A inclusão desse dispositivo nestes Tratados visa preservar o direito do Brasil de tributar na fonte as remessas a beneficiários na Suíça ou em Singapura realizadas a título de remuneração por serviços técnicos, independentemente de estes serviços incluírem ou não transferência de tecnologia.

A maior parte dos Tratados atualmente em vigor incluem a remuneração pela prestação de serviços técnicos sob o escopo do artigo relacionado ao pagamento de royalties (artigo XII), que também assegura a incidência do imposto de renda retido na fonte (“IRRF”) no Brasil. No entanto, o Superior Tribunal de Justiça já havia consolidado a interpretação de que a classificação de serviços técnicos no artigo XII dos Tratados em vigor requer que os serviços envolvam transferência de tecnologia.

Os novos Tratados com Suíça e Singapura tratam serviços técnicos e royalties como espécies de rendimentos distintos e apresentam um conceito próprio aos primeiros, independentes do segundo.

Assim, remessas efetuadas a beneficiários residentes na Suíça ou na Singapura por serviços gerenciais, técnicos ou de consultoria, permanecerão sujeitas ao IRRF no Brasil, independente de incluírem ou não eventual transferência de tecnologia. A alíquota incidente poderá, contudo, estar limitada a 10% desde que preenchidas as condições previstas nos Acordos.

Disposição e efeitos similares são encontrados, também, no Protocolo (ainda pendente de ratificação) ao Tratado com a Argentina (atualmente em vigor), assinado em 2017.

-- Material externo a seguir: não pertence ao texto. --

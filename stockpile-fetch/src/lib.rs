//! # Stockpile Fetch - Provider Clients and Admission Control
//!
//! Everything between the orchestrator and the wire lives here:
//!
//! - [`RateLimiter`]: blocking admission gate combining minimum spacing
//!   (with jitter) and a sliding-window request cap
//! - [`validate_response`]: shape and required-field checks applied to
//!   every payload before it is cached
//! - [`FmpClient`] / [`FmpRecordSource`]: the Financial Modeling Prep
//!   provider, assembling one canonical [`StockRecord`] per identifier
//!
//! The [`RecordSource`] trait is the seam the batch orchestrator drives;
//! [`ScriptedRecordSource`] implements it with canned outcomes for tests.

pub mod providers;
pub mod rate_limit;
pub mod validate;

pub use providers::fmp::{probe_auth, FmpClient, FmpRecordSource};
pub use rate_limit::RateLimiter;
pub use validate::validate_response;

use async_trait::async_trait;
use std::collections::{HashMap, VecDeque};
use std::sync::atomic::{AtomicUsize, Ordering};
use std::sync::Mutex;
use std::time::Duration;
use stockpile_core::{FetchError, StockRecord};

// ===== RECORD SOURCE TRAIT =====

/// Source of fully assembled stock records, one call per identifier.
///
/// Implementations own their transport, caching and admission concerns;
/// callers only see the final record or a [`FetchError`] classified by
/// the taxonomy in `stockpile-core`.
#[async_trait]
pub trait RecordSource: Send + Sync {
    /// Fetch and assemble the record for one ticker symbol.
    async fn fetch_record(&self, symbol: &str) -> Result<StockRecord, FetchError>;
}

// ===== SCRIPTED SOURCE (FOR TESTS) =====

/// Mock record source driven by per-symbol outcome scripts.
///
/// Each call pops the next scripted outcome for the symbol; once a script
/// is exhausted its last outcome repeats, so a one-entry script means
/// "always behaves like this". Symbols without a script resolve to
/// [`FetchError::NotFound`]. Call counts and peak concurrency are
/// recorded so tests can assert retry and worker-pool behavior.
#[derive(Default)]
pub struct ScriptedRecordSource {
    scripts: Mutex<HashMap<String, Script>>,
    latency: Option<Duration>,
    in_flight: AtomicUsize,
    peak_in_flight: AtomicUsize,
}

struct Script {
    outcomes: VecDeque<Result<StockRecord, FetchError>>,
    last: Option<Result<StockRecord, FetchError>>,
    calls: usize,
}

impl ScriptedRecordSource {
    pub fn new() -> Self {
        Self::default()
    }

    /// Simulate per-call latency, so concurrent workers actually overlap.
    pub fn with_latency(mut self, latency: Duration) -> Self {
        self.latency = Some(latency);
        self
    }

    /// Script the outcomes for one symbol, consumed in order.
    pub fn script(
        &self,
        symbol: impl Into<String>,
        outcomes: Vec<Result<StockRecord, FetchError>>,
    ) {
        if let Ok(mut scripts) = self.scripts.lock() {
            scripts.insert(
                symbol.into(),
                Script {
                    outcomes: outcomes.into(),
                    last: None,
                    calls: 0,
                },
            );
        }
    }

    /// Shorthand: the symbol always succeeds with a fresh record.
    pub fn script_ok(&self, symbol: &str) {
        self.script(symbol, vec![Ok(StockRecord::new(symbol))]);
    }

    /// Shorthand: fail with the given errors first, then succeed.
    pub fn script_flaky(&self, symbol: &str, errors: Vec<FetchError>) {
        let mut outcomes: Vec<Result<StockRecord, FetchError>> =
            errors.into_iter().map(Err).collect();
        outcomes.push(Ok(StockRecord::new(symbol)));
        self.script(symbol, outcomes);
    }

    /// How many times `fetch_record` was called for this symbol.
    pub fn calls(&self, symbol: &str) -> usize {
        self.scripts
            .lock()
            .ok()
            .and_then(|scripts| scripts.get(symbol).map(|s| s.calls))
            .unwrap_or(0)
    }

    /// Highest number of calls observed in flight at the same time.
    pub fn peak_in_flight(&self) -> usize {
        self.peak_in_flight.load(Ordering::Relaxed)
    }

    fn next_outcome(&self, symbol: &str) -> Result<StockRecord, FetchError> {
        let mut scripts = match self.scripts.lock() {
            Ok(scripts) => scripts,
            Err(_) => {
                return Err(FetchError::NotFound {
                    resource: symbol.to_string(),
                })
            }
        };
        match scripts.get_mut(symbol) {
            Some(script) => {
                script.calls += 1;
                match script.outcomes.pop_front() {
                    Some(outcome) => {
                        script.last = Some(clone_outcome(&outcome));
                        outcome
                    }
                    None => match &script.last {
                        Some(last) => clone_outcome(last),
                        None => Err(FetchError::NotFound {
                            resource: symbol.to_string(),
                        }),
                    },
                }
            }
            None => Err(FetchError::NotFound {
                resource: symbol.to_string(),
            }),
        }
    }
}

fn clone_outcome(
    outcome: &Result<StockRecord, FetchError>,
) -> Result<StockRecord, FetchError> {
    match outcome {
        Ok(record) => Ok(record.clone()),
        Err(err) => Err(err.clone()),
    }
}

#[async_trait]
impl RecordSource for ScriptedRecordSource {
    async fn fetch_record(&self, symbol: &str) -> Result<StockRecord, FetchError> {
        let in_flight = self.in_flight.fetch_add(1, Ordering::SeqCst) + 1;
        self.peak_in_flight.fetch_max(in_flight, Ordering::SeqCst);
        if let Some(latency) = self.latency {
            tokio::time::sleep(latency).await;
        }
        let outcome = self.next_outcome(symbol);
        self.in_flight.fetch_sub(1, Ordering::SeqCst);
        outcome
    }
}

#[cfg(test)]
mod tests {
    use super::*;

    #[tokio::test]
    async fn scripted_outcomes_consumed_in_order() {
        let source = ScriptedRecordSource::new();
        source.script(
            "AAPL",
            vec![
                Err(FetchError::Transport {
                    status: Some(500),
                    message: "boom".to_string(),
                }),
                Ok(StockRecord::new("AAPL")),
            ],
        );

        assert!(source.fetch_record("AAPL").await.is_err());
        assert!(source.fetch_record("AAPL").await.is_ok());
        assert_eq!(source.calls("AAPL"), 2);
    }

    #[tokio::test]
    async fn exhausted_script_repeats_last_outcome() {
        let source = ScriptedRecordSource::new();
        source.script_ok("MSFT");

        for _ in 0..3 {
            assert!(source.fetch_record("MSFT").await.is_ok());
        }
        assert_eq!(source.calls("MSFT"), 3);
    }

    #[tokio::test]
    async fn unscripted_symbol_is_not_found() {
        let source = ScriptedRecordSource::new();
        let err = source.fetch_record("ZZZZ").await.unwrap_err();
        assert!(matches!(err, FetchError::NotFound { .. }));
    }

    #[tokio::test]
    async fn flaky_script_fails_then_succeeds() {
        let source = ScriptedRecordSource::new();
        source.script_flaky(
            "NVDA",
            vec![FetchError::Transport {
                status: None,
                message: "connection reset".to_string(),
            }],
        );

        assert!(source.fetch_record("NVDA").await.is_err());
        let record = source.fetch_record("NVDA").await.unwrap();
        assert_eq!(record.symbol, "NVDA");
        // Repeats the final success from here on.
        assert!(source.fetch_record("NVDA").await.is_ok());
    }
}
//! Mapping from raw FMP payloads into the canonical record schema.
//!
//! Every payload is indexed at its first element only; the TTM endpoints
//! return a single-element array and the statement endpoints are fetched
//! with `limit=1`, most recent period first. Missing or non-numeric
//! fields degrade to `None`.

use serde_json::{Map, Value};
use stockpile_core::StockRecord;

type Row<'a> = Option<&'a Map<String, Value>>;

/// Assemble one canonical record from the per-endpoint payloads.
///
/// The metrics and ratios payloads are mandatory and pre-validated; the
/// rest are best-effort and may be absent entirely.
#[allow(clippy::too_many_arguments)]
pub(super) fn assemble_record(
    symbol: &str,
    key_metrics: &Value,
    ratios: &Value,
    profile: Option<&Value>,
    balance_sheet: Option<&Value>,
    income: Option<&Value>,
    cash_flow: Option<&Value>,
    growth: Option<&Value>,
    sentiment: Option<&Value>,
) -> StockRecord {
    let km = first_row(key_metrics);
    let rt = first_row(ratios);
    let pf = profile.and_then(first_row);
    let bs = balance_sheet.and_then(first_row);
    let inc = income.and_then(first_row);
    let cf = cash_flow.and_then(first_row);
    let gr = growth.and_then(first_row);
    let st = sentiment.and_then(first_row);

    let mut record = StockRecord::new(symbol);

    record.company_name = text(pf, "companyName");
    record.sector = text(pf, "sector");
    record.industry = text(pf, "industry");
    record.exchange = text(pf, "exchangeShortName");

    record.price = num(pf, "price");
    record.market_cap = num(km, "marketCapTTM").or_else(|| num(pf, "mktCap"));
    record.beta = num(km, "beta").or_else(|| num(pf, "beta"));

    record.pe_ratio = num(km, "peRatioTTM");
    record.forward_pe = num(km, "forwardPE");
    record.price_to_book = num(km, "pbRatioTTM");
    record.price_to_sales = num(km, "priceToSalesRatioTTM");
    record.ev_to_ebitda = num(km, "enterpriseValueOverEBITDATTM");
    record.fcf_yield = num(km, "freeCashFlowYieldTTM");

    record.roe = num(rt, "returnOnEquityTTM");
    record.roa = num(rt, "returnOnAssetsTTM");
    record.net_margin = num(rt, "netProfitMarginTTM");
    record.operating_margin = num(rt, "operatingProfitMarginTTM");
    record.gross_margin = num(rt, "grossProfitMarginTTM");
    record.debt_to_equity = num(rt, "debtEquityRatioTTM");
    record.current_ratio = num(rt, "currentRatioTTM");
    record.quick_ratio = num(rt, "quickRatioTTM");
    record.interest_coverage = num(rt, "interestCoverageTTM");
    // The provider misspells this field; accept the corrected form too.
    record.dividend_yield = num(rt, "dividendYielTTM").or_else(|| num(rt, "dividendYieldTTM"));
    record.payout_ratio = num(rt, "payoutRatioTTM");

    record.total_debt = num(bs, "totalDebt");
    record.total_cash = num(bs, "cashAndCashEquivalents");
    record.total_equity = num(bs, "totalStockholdersEquity");

    record.revenue = num(inc, "revenue");
    record.net_income = num(inc, "netIncome");
    record.eps = num(inc, "eps");

    record.free_cash_flow = num(cf, "freeCashFlow");
    record.operating_cash_flow = num(cf, "operatingCashFlow");

    record.revenue_growth = num(gr, "revenueGrowth");
    record.net_income_growth = num(gr, "netIncomeGrowth");
    record.eps_growth = num(gr, "epsgrowth").or_else(|| num(gr, "epsGrowth"));
    record.fcf_growth = num(gr, "freeCashFlowGrowth");

    record.analyst_rating = text(st, "rating");
    record.price_target = num(st, "targetPrice");
    record.price_target_high = num(st, "targetHighPrice");
    record.price_target_low = num(st, "targetLowPrice");
    record.recommendation = text(st, "recommendation");

    record
}

fn first_row(document: &Value) -> Row<'_> {
    document.as_array()?.first()?.as_object()
}

fn num(row: Row<'_>, field: &str) -> Option<f64> {
    row?.get(field)?.as_f64()
}

fn text(row: Row<'_>, field: &str) -> Option<String> {
    Some(row?.get(field)?.as_str()?.to_string())
}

Outro elemento de destaque nos novos Tratados é a inclusão de extensas cláusulas antiabusivas. O artigo XXVII no Tratado com a Suíça e o artigo XXVIII no Tratado com a Singapura vedam a aplicação dos benefícios previstos pelos respectivos instrumentos em cenários considerados presumidamente abusivos, ou seja, em infração ao objetivo de evitar evasão e elisão fiscal.

Ambos estabelecem a regra geral de que as disposições do Tratado não poderão ser invocadas se comprovado que eventual arranjo negocial ou transação foi implementado com o principal objetivo de acesso aos seus benefícios. Esta previsão está em linha com o Plano de Ação 6 da iniciativa BEPS (Base Erosion and Profit Shifting), proposta pela OCDE e também é uma das medidas sugeridas pela mesma organização na Multilateral Convention to Implement Tax Treaty Related Measures to Prevent BEPS (“MLI”).

As cláusulas antiabusivas também listam condições e presunções que devem ser observadas antes da aplicação de quaisquer dos benefícios previstos por esses instrumentos. Por exemplo, o Tratado com a Singapura condiciona a concessão dos benefícios à comprovação de que o beneficiário efetivo exerça a condução operacional de seus negócios, excluindo expressamente as seguintes atividades, individual ou conjuntamente consideradas: (i) holdings, (ii) supervisão ou administração de um grupo de empresas, (iii) financiamentos intragrupo (incluindo cash pooling) e (iv) a realização ou administração de investimentos, salvo se efetuados por instituições financeiras, seguradoras ou corretoras em exercício de seus objetos sociais.

Por fim, e não menos importante, chama a atenção a inovação no Tratado da Suíça, trazida pelo item 3 do artigo 22, que prevê a possibilidade de um residente de um Estado Contratante auferir rendimentos provenientes do outro Estado Contratante, que possam se encontrar fora do escopo do Tratado. Esta é a primeira vez que um Tratado assinado pelo Brasil admite que alguma espécie de rendimento pode ser considerada como não abrangida pela Convenção.

Essa previsão contraria a premissa consolidada na doutrina internacional de que o Tratado é sempre aplicável (todo e qualquer rendimento auferido por um residente de um Estado Contratante e proveniente do outro Estado Contratante deve ser alocado conforme a sistemática de suas regras distributivas) e enseja o questionamento sobre qual a real intenção do Fisco brasileiro em permitir uma exclusão à sua aplicabilidade.

Esses novos Tratados podem apontar para uma nova geração de acordos internacionais, com maior preocupação em preservar bases tributáveis em situações de planejamento fiscal. No entanto, seus efeitos só poderão ser analisados na prática e considerando as particularidades de cada caso concreto, com aplicação pelas autoridades fiscais e interpretação dos tribunais administrativos e judiciais.